Speakers at the Global Grape Congress outline their optimism for Greece’s role in international supply

Greece has significant potential as a supplier of late-season grapes, delegates at the Global Grape Congress heard.

George Kallitsis of Protofanousi and Steve Barker of Jupiter Group outlined the benefits of Greece as a late European supplier in the October to November window, suggesting that the introduction of new varieties is helping extend the season to fill a gap on international markets.

“Being the latest northern hemisphere producing region, there’s a window of opportunity for Greece which can be accelerated by the introduction of new varieties,” Barker said. “Greece has some huge potential for that window with the right varieties, and potentially even pushing into December.”

One reason for Greece’s emergence as a late-season supplier has been because production has moved to the north of the country, according to Kallitsis, where there are more active exporters. Greece is finding a niche where it doesn’t have to compete with larger Spanish suppliers, he added, and its location makes it well placed to sell to eastern European countries, and perhaps ultimately south-east Asia.

Barker added that Jupiter has found success in Greece with the Arra 15 white seedless and Arra 32 black seedless varieties, which have proven to grow well in the region.


Challenges face Uzbekistan and Moldova

Meanwhile, UN FAO economist Andriy Yarmak outlined the position of Moldova and Uzbekistan on the global stage. Uzbekistan is ranked 11th and Moldova 16th in terms of global table grape exporters, with a 2.8 and 1.2 per cent share of global exports respectively.

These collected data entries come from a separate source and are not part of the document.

//! Public Raft interface and protocol data types.

use std::sync::Arc;
use std::time::Duration;

use serde::Deserialize;
use serde::Serialize;
use tokio::sync::mpsc;
use tokio::sync::oneshot;
use tokio::sync::watch;
use tokio::sync::Mutex;
use tokio::task::JoinHandle;
use tracing::Span;

use crate::config::Config;
use crate::core::RaftCore;
use crate::entry::Consistency;
use crate::entry::Entry;
use crate::entry::Member;
use crate::error::BootstrapError;
use crate::error::RaftError;
use crate::error::RaftResult;
use crate::log::Log;
use crate::meta::MetaStore;
use crate::metrics::RaftMetrics;
use crate::metrics::Wait;
use crate::network::RaftNetwork;
use crate::state_machine::StateMachine;
use crate::MessageSummary;
use crate::ServerId;

struct RaftInner<N: RaftNetwork, M: StateMachine> {
    tx_api: mpsc::UnboundedSender<(RaftMsg, Span)>,
    rx_metrics: watch::Receiver<RaftMetrics>,
    raft_handle: Mutex<Option<JoinHandle<RaftResult<()>>>>,
    tx_shutdown: Mutex<Option<oneshot::Sender<()>>>,
    marker_n: std::marker::PhantomData<N>,
    marker_m: std::marker::PhantomData<M>,
}

/// The Raft API.
///
/// This type is the interface to a running Raft server. It spawns the server's core task
/// and relays requests to it over channels; every handler returns a completion future
/// which resolves when the core has produced the response.
///
/// ### clone
/// This type implements `Clone`, and should be cloned liberally. The clone itself is very
/// cheap and helps to facilitate use with async workflows.
///
/// ### shutting down
/// If any of the interfaces returns `RaftError::ShuttingDown`, the node is halting
/// (potentially for data safety reasons due to a storage error) and `shutdown` should be
/// called to await the core's exit.
pub struct Raft<N: RaftNetwork, M: StateMachine> {
    inner: Arc<RaftInner<N, M>>,
}

impl<N: RaftNetwork, M: StateMachine> Raft<N, M> {
    /// Create and spawn a new Raft task.
    ///
    /// `id` must be stable across restarts of this server and non-zero. `log` and `meta`
    /// must be rooted in storage private to this server; `network` and `state_machine`
    /// are the application-provided collaborators.
    #[tracing::instrument(level = "trace", skip(config, network, log, meta, state_machine), fields(cluster = %config.cluster_name))]
    pub fn new(
        id: ServerId,
        config: Arc<Config>,
        network: Arc<N>,
        log: Arc<Log>,
        meta: Arc<MetaStore>,
        state_machine: Arc<M>,
    ) -> Self {
        assert!(id != 0, "server ids must be non-zero");
        let (tx_api, rx_api) = mpsc::unbounded_channel();
        let (tx_metrics, rx_metrics) = watch::channel(RaftMetrics::new_initial(id));
        let (tx_shutdown, rx_shutdown) = oneshot::channel();
        let raft_handle =
            RaftCore::spawn(id, config, network, log, meta, state_machine, rx_api, tx_metrics, rx_shutdown);
        let inner = RaftInner {
            tx_api,
            rx_metrics,
            raft_handle: Mutex::new(Some(raft_handle)),
            tx_shutdown: Mutex::new(Some(tx_shutdown)),
            marker_n: std::marker::PhantomData,
            marker_m: std::marker::PhantomData,
        };
        Self { inner: Arc::new(inner) }
    }

    /// Relay a message to the core task and await its completion.
    async fn call<T, F>(&self, build: F) -> RaftResult<T>
    where F: FnOnce(oneshot::Sender<RaftResult<T>>) -> RaftMsg {
        let span = tracing::debug_span!("CH");
        let (tx, rx) = oneshot::channel();
        self.inner.tx_api.send((build(tx), span)).map_err(|_| RaftError::ShuttingDown)?;
        rx.await.map_err(|_| RaftError::ShuttingDown).and_then(|res| res)
    }

    /// Submit an AppendRequest to this Raft node.
    ///
    /// These are sent by the cluster leader to replicate log entries (§5.3), and as
    /// heartbeats (§5.2).
    #[tracing::instrument(level = "debug", skip(self, rpc), fields(rpc = %rpc.summary()))]
    pub async fn append(&self, rpc: AppendRequest) -> RaftResult<AppendResponse> {
        self.call(|tx| RaftMsg::Append { rpc, tx }).await
    }

    /// Submit a VoteRequest to this Raft node.
    ///
    /// These are sent by candidates gathering votes (§5.2).
    #[tracing::instrument(level = "debug", skip(self))]
    pub async fn vote(&self, rpc: VoteRequest) -> RaftResult<VoteResponse> {
        self.call(|tx| RaftMsg::Vote { rpc, tx }).await
    }

    /// Submit a PollRequest (pre-vote) to this Raft node.
    ///
    /// Polls are non-binding: they never mutate term or vote state on the receiver.
    #[tracing::instrument(level = "debug", skip(self))]
    pub async fn poll(&self, rpc: PollRequest) -> RaftResult<PollResponse> {
        self.call(|tx| RaftMsg::Poll { rpc, tx }).await
    }

    /// Submit a chunk of a snapshot to this Raft node (§7).
    #[tracing::instrument(level = "debug", skip(self, rpc), fields(rpc = %rpc.summary()))]
    pub async fn install(&self, rpc: InstallRequest) -> RaftResult<InstallResponse> {
        self.call(|tx| RaftMsg::Install { rpc, tx }).await
    }

    /// Submit a cluster configuration to this Raft node.
    ///
    /// Leaders send these to members which do not receive AppendRequests (RESERVE and
    /// not-yet-activated members) so that every server converges on the membership.
    #[tracing::instrument(level = "debug", skip(self, rpc), fields(rpc = %rpc.summary()))]
    pub async fn configure(&self, rpc: ConfigureRequest) -> RaftResult<ConfigureResponse> {
        self.call(|tx| RaftMsg::Configure { rpc, tx }).await
    }

    /// Submit a client command to update the replicated state machine (§5.1).
    ///
    /// The command is appended to the log, committed to the cluster and applied; the
    /// state machine's result is returned. Commands are ordered per session by
    /// `(session, sequence)` and a duplicate pair returns the cached result.
    #[tracing::instrument(level = "debug", skip(self, rpc))]
    pub async fn command(&self, rpc: CommandRequest) -> RaftResult<CommandResponse> {
        self.call(|tx| RaftMsg::Command { rpc, tx }).await
    }

    /// Submit a client query.
    ///
    /// The requested [`Consistency`] decides whether the query is answered from local
    /// state, after a leadership lease check, or through placement in the log.
    #[tracing::instrument(level = "debug", skip(self, rpc))]
    pub async fn query(&self, rpc: QueryRequest) -> RaftResult<QueryResponse> {
        self.call(|tx| RaftMsg::Query { rpc, tx }).await
    }

    /// Register a new client session. The returned session id is the index of the log
    /// entry which recorded the registration.
    #[tracing::instrument(level = "debug", skip(self, rpc))]
    pub async fn open_session(&self, rpc: OpenSessionRequest) -> RaftResult<OpenSessionResponse> {
        self.call(|tx| RaftMsg::OpenSession { rpc, tx }).await
    }

    /// Close a client session.
    #[tracing::instrument(level = "debug", skip(self))]
    pub async fn close_session(&self, rpc: CloseSessionRequest) -> RaftResult<CloseSessionResponse> {
        self.call(|tx| RaftMsg::CloseSession { rpc, tx }).await
    }

    /// Heartbeat a batch of client sessions.
    #[tracing::instrument(level = "debug", skip(self, rpc))]
    pub async fn keep_alive(&self, rpc: KeepAliveRequest) -> RaftResult<KeepAliveResponse> {
        self.call(|tx| RaftMsg::KeepAlive { rpc, tx }).await
    }

    /// Fetch cluster metadata from this server's local view.
    #[tracing::instrument(level = "debug", skip(self))]
    pub async fn metadata(&self) -> RaftResult<MetadataResponse> {
        self.call(|tx| RaftMsg::Metadata { tx }).await
    }

    /// Add a member to the cluster (§6).
    ///
    /// Fails unless this node is the leader. The response carries the configuration the
    /// change produced.
    #[tracing::instrument(level = "debug", skip(self, rpc), fields(member = rpc.member.id))]
    pub async fn join(&self, rpc: JoinRequest) -> RaftResult<AdminResponse> {
        self.call(|tx| RaftMsg::Join { rpc, tx }).await
    }

    /// Remove a member from the cluster (§6).
    #[tracing::instrument(level = "debug", skip(self, rpc), fields(member = rpc.member.id))]
    pub async fn leave(&self, rpc: LeaveRequest) -> RaftResult<AdminResponse> {
        self.call(|tx| RaftMsg::Leave { rpc, tx }).await
    }

    /// Replace the cluster membership (§6).
    ///
    /// At most one ACTIVE member may be added or removed per change; `rpc.index` must
    /// match the current configuration to guard against concurrent changes.
    #[tracing::instrument(level = "debug", skip(self, rpc))]
    pub async fn reconfigure(&self, rpc: ReconfigureRequest) -> RaftResult<AdminResponse> {
        self.call(|tx| RaftMsg::Reconfigure { rpc, tx }).await
    }

    /// Bootstrap a pristine node with an initial cluster membership.
    ///
    /// Valid only while the node is Inactive with an empty log at term 0. Every server of
    /// the initial cluster should be bootstrapped with the same membership; Raft
    /// guarantees the first elected leader propagates only its own configuration. A
    /// single-member ACTIVE bootstrap assumes leadership without an election.
    #[tracing::instrument(level = "debug", skip(self, members))]
    pub async fn bootstrap(&self, members: Vec<Member>) -> Result<(), BootstrapError> {
        let span = tracing::debug_span!("CH");
        let (tx, rx) = oneshot::channel();
        self.inner
            .tx_api
            .send((RaftMsg::Bootstrap { members, tx }, span))
            .map_err(|_| BootstrapError::RaftError(RaftError::ShuttingDown))?;
        rx.await.map_err(|_| BootstrapError::RaftError(RaftError::ShuttingDown)).and_then(|res| res)
    }

    /// Get the ID of the current leader from this Raft node.
    ///
    /// This is based on the node's local observation and may be stale; it is intended for
    /// routing client requests, not for guarding reads.
    pub async fn current_leader(&self) -> Option<ServerId> {
        self.inner.rx_metrics.borrow().current_leader
    }

    /// Get a handle to the metrics channel.
    pub fn metrics(&self) -> watch::Receiver<RaftMetrics> {
        self.inner.rx_metrics.clone()
    }

    /// Get a handle to wait for the metrics to satisfy some condition.
    ///
    /// ```ignore
    /// // wait for log entry 3 to be received and applied:
    /// r.wait(None).log(3, "entry 3").await?;
    ///
    /// // wait for this node to observe server 2 as leader:
    /// r.wait(None).current_leader(2, "leader 2").await?;
    /// ```
    pub fn wait(&self, timeout: Option<Duration>) -> Wait {
        Wait {
            timeout: timeout.unwrap_or_else(|| Duration::from_millis(500)),
            rx: self.inner.rx_metrics.clone(),
        }
    }

    /// Shutdown this Raft node.
    pub async fn shutdown(&self) -> anyhow::Result<()> {
        if let Some(tx) = self.inner.tx_shutdown.lock().await.take() {
            let _ = tx.send(());
        }
        if let Some(handle) = self.inner.raft_handle.lock().await.take() {
            let _ = handle.await?;
        }
        Ok(())
    }
}

impl<N: RaftNetwork, M: StateMachine> Clone for Raft<N, M> {
    fn clone(&self) -> Self {
        Self {
            inner: self.inner.clone(),
        }
    }
}

pub(crate) type ResponseTx<T> = oneshot::Sender<RaftResult<T>>;

/// A message coming from the Raft API.
pub(crate) enum RaftMsg {
    Append { rpc: AppendRequest, tx: ResponseTx<AppendResponse> },
    Vote { rpc: VoteRequest, tx: ResponseTx<VoteResponse> },
    Poll { rpc: PollRequest, tx: ResponseTx<PollResponse> },
    Install { rpc: InstallRequest, tx: ResponseTx<InstallResponse> },
    Configure { rpc: ConfigureRequest, tx: ResponseTx<ConfigureResponse> },
    Command { rpc: CommandRequest, tx: ResponseTx<CommandResponse> },
    Query { rpc: QueryRequest, tx: ResponseTx<QueryResponse> },
    OpenSession { rpc: OpenSessionRequest, tx: ResponseTx<OpenSessionResponse> },
    CloseSession { rpc: CloseSessionRequest, tx: ResponseTx<CloseSessionResponse> },
    KeepAlive { rpc: KeepAliveRequest, tx: ResponseTx<KeepAliveResponse> },
    Metadata { tx: ResponseTx<MetadataResponse> },
    Join { rpc: JoinRequest, tx: ResponseTx<AdminResponse> },
    Leave { rpc: LeaveRequest, tx: ResponseTx<AdminResponse> },
    Reconfigure { rpc: ReconfigureRequest, tx: ResponseTx<AdminResponse> },
    Bootstrap { members: Vec<Member>, tx: oneshot::Sender<Result<(), BootstrapError>> },
}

Moldova, which has the coldest climate of all exporters, is the source of the cheapest grapes of all leading exporters, Yarmak explained, and focuses on selling from storage in the winter and spring. Its fastest-growing export destinations are Poland, Romania, Ukraine and Mongolia, while shipments to Russia are declining. While it is more advanced in terms of replacing old varieties, it has struggled with the effects of climate change.

Uzbekistan continues to focus on old and traditional varieties, and is finding it more difficult to compete on the Russian market as younger Russians prefer newer varieties and retailers are looking for higher packaging requirements.